-- Opening Marker --

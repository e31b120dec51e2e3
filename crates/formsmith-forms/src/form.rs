use crate::field::{FieldError, FieldSchema, is_blank};
use crate::schema::{CompiledField, FormSchema, SchemaError};
use crate::validators;
use serde::{Deserialize, Serialize};
use serde_json::Value;
use std::collections::{HashMap, HashSet};

#[derive(Debug, thiserror::Error)]
pub enum FormError {
	#[error("Unknown field: {0}")]
	UnknownField(String),
	#[error(transparent)]
	Schema(#[from] SchemaError),
}

pub type FormResult<T> = Result<T, FormError>;

/// What makes a form count as dirty for button gating.
#[derive(Debug, Clone, Copy, Default, PartialEq, Eq, Serialize, Deserialize)]
#[serde(rename_all = "camelCase")]
pub enum DirtyPolicy {
	/// At least one value differs from its schema default.
	#[default]
	Changed,
	/// At least one field received input since mount or the last reset.
	Touched,
}

/// Runtime state of one mounted form: values, per-field errors and the
/// derived `valid`, `dirty` and `submitted` flags.
///
/// All mutation goes through [`FormState::set_value`], [`FormState::validate_all`]
/// and [`FormState::reset`]. Errors recorded while typing are advisory;
/// `validate_all` is the authoritative gate at submit time.
#[derive(Debug, Clone)]
pub struct FormState {
	schema: FormSchema,
	values: HashMap<String, Value>,
	errors: HashMap<String, FieldError>,
	touched: HashSet<String>,
	is_submitted: bool,
	dirty_policy: DirtyPolicy,
}

impl FormState {
	/// Compile `fields` and initialise every value from its default.
	///
	/// # Examples
	///
	/// ```
	/// use formsmith_forms::{FieldKind, FieldSchema, FormState};
	/// use serde_json::json;
	///
	/// let form = FormState::new(vec![
	///     FieldSchema::new("username", FieldKind::Text).with_default("guest"),
	///     FieldSchema::new("remember", FieldKind::Checkbox),
	/// ])
	/// .unwrap();
	///
	/// assert_eq!(form.value("username"), Some(&json!("guest")));
	/// assert_eq!(form.value("remember"), Some(&json!(false)));
	/// assert!(!form.is_dirty());
	/// assert!(form.errors().is_empty());
	/// ```
	pub fn new(fields: Vec<FieldSchema>) -> FormResult<Self> {
		Ok(Self::from_schema(FormSchema::compile(fields)?))
	}

	pub fn from_schema(schema: FormSchema) -> Self {
		let values = Self::defaults(&schema);
		Self {
			schema,
			values,
			errors: HashMap::new(),
			touched: HashSet::new(),
			is_submitted: false,
			dirty_policy: DirtyPolicy::default(),
		}
	}

	pub fn with_dirty_policy(mut self, policy: DirtyPolicy) -> Self {
		self.dirty_policy = policy;
		self
	}

	fn defaults(schema: &FormSchema) -> HashMap<String, Value> {
		schema
			.fields()
			.iter()
			.map(|field| (field.name().to_string(), field.schema().initial_value()))
			.collect()
	}

	/// Record new input for `name` and re-validate it.
	///
	/// Fields whose `dependsOn` references `name` are re-validated too, one
	/// hop only. Any edit clears the submitted flag.
	///
	/// # Examples
	///
	/// ```
	/// use formsmith_forms::{FieldKind, FieldSchema, FormState, Validator};
	///
	/// let mut form = FormState::new(vec![
	///     FieldSchema::new("username", FieldKind::Text)
	///         .with_validator(Validator::min_length(3).with_message("Minimum 3 characters")),
	/// ])
	/// .unwrap();
	///
	/// form.set_value("username", "ab").unwrap();
	/// assert_eq!(form.error("username").map(|e| e.message()), Some("Minimum 3 characters"));
	///
	/// form.set_value("username", "abc").unwrap();
	/// assert!(form.error("username").is_none());
	/// assert!(form.set_value("missing", "x").is_err());
	/// ```
	pub fn set_value(&mut self, name: &str, value: impl Into<Value>) -> FormResult<()> {
		if self.schema.get(name).is_none() {
			return Err(FormError::UnknownField(name.to_string()));
		}

		self.values.insert(name.to_string(), value.into());
		self.touched.insert(name.to_string());
		self.is_submitted = false;

		self.revalidate(name);

		let dependents: Vec<String> = self
			.schema
			.dependents_of(name)
			.map(|field| field.name().to_string())
			.collect();
		for dependent in &dependents {
			tracing::debug!(field = %name, dependent = %dependent, "re-validating dependent field");
			self.revalidate(dependent);
		}

		Ok(())
	}

	fn revalidate(&mut self, name: &str) {
		let Some(field) = self.schema.get(name) else {
			return;
		};
		match Self::check(field, &self.values) {
			Ok(()) => {
				self.errors.remove(name);
			}
			Err(error) => {
				tracing::debug!(field = %name, error = %error, "field invalid");
				self.errors.insert(name.to_string(), error);
			}
		}
	}

	fn check(field: &CompiledField, values: &HashMap<String, Value>) -> Result<(), FieldError> {
		validators::validate(field, values.get(field.name()), values)
	}

	/// Validate every field and replace the error map with the result.
	///
	/// Running it again on unchanged values yields the same map.
	pub fn validate_all(&mut self) -> &HashMap<String, FieldError> {
		let errors: HashMap<String, FieldError> = self
			.schema
			.fields()
			.iter()
			.filter_map(|field| {
				Self::check(field, &self.values)
					.err()
					.map(|error| (field.name().to_string(), error))
			})
			.collect();
		self.errors = errors;
		&self.errors
	}

	/// Restore schema defaults and clear errors, touched and submitted state.
	pub fn reset(&mut self) {
		self.values = Self::defaults(&self.schema);
		self.errors.clear();
		self.touched.clear();
		self.is_submitted = false;
	}

	pub(crate) fn mark_submitted(&mut self) {
		self.is_submitted = true;
	}

	/// No recorded error and every required field holds a non-blank value.
	pub fn is_valid(&self) -> bool {
		self.errors.is_empty()
			&& self
				.schema
				.fields()
				.iter()
				.filter(|field| field.schema().is_required())
				.all(|field| !is_blank(self.values.get(field.name())))
	}

	pub fn is_dirty(&self) -> bool {
		match self.dirty_policy {
			DirtyPolicy::Changed => self
				.schema
				.fields()
				.iter()
				.any(|field| self.values.get(field.name()) != Some(&field.schema().initial_value())),
			DirtyPolicy::Touched => !self.touched.is_empty(),
		}
	}

	pub fn is_submitted(&self) -> bool {
		self.is_submitted
	}

	pub fn is_touched(&self, name: &str) -> bool {
		self.touched.contains(name)
	}

	pub fn dirty_policy(&self) -> DirtyPolicy {
		self.dirty_policy
	}

	pub fn value(&self, name: &str) -> Option<&Value> {
		self.values.get(name)
	}

	pub fn values(&self) -> &HashMap<String, Value> {
		&self.values
	}

	pub fn error(&self, name: &str) -> Option<&FieldError> {
		self.errors.get(name)
	}

	pub fn errors(&self) -> &HashMap<String, FieldError> {
		&self.errors
	}

	pub fn schema(&self) -> &FormSchema {
		&self.schema
	}
}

-- Closing Marker --

*Your objective*
In the records above, return only the line that contains "a non-blank value." and every line after it through the last, exactly as they appear.

*Task solution*
	/// No recorded error and every required field holds a non-blank value.
	pub fn is_valid(&self) -> bool {
		self.errors.is_empty()
			&& self
				.schema
				.fields()
				.iter()
				.filter(|field| field.schema().is_required())
				.all(|field| !is_blank(self.values.get(field.name())))
	}

	pub fn is_dirty(&self) -> bool {
		match self.dirty_policy {
			DirtyPolicy::Changed => self
				.schema
				.fields()
				.iter()
				.any(|field| self.values.get(field.name()) != Some(&field.schema().initial_value())),
			DirtyPolicy::Touched => !self.touched.is_empty(),
		}
	}

	pub fn is_submitted(&self) -> bool {
		self.is_submitted
	}

	pub fn is_touched(&self, name: &str) -> bool {
		self.touched.contains(name)
	}

	pub fn dirty_policy(&self) -> DirtyPolicy {
		self.dirty_policy
	}

	pub fn value(&self, name: &str) -> Option<&Value> {
		self.values.get(name)
	}

	pub fn values(&self) -> &HashMap<String, Value> {
		&self.values
	}

	pub fn error(&self, name: &str) -> Option<&FieldError> {
		self.errors.get(name)
	}

	pub fn errors(&self) -> &HashMap<String, FieldError> {
		&self.errors
	}

	pub fn schema(&self) -> &FormSchema {
		&self.schema
	}
}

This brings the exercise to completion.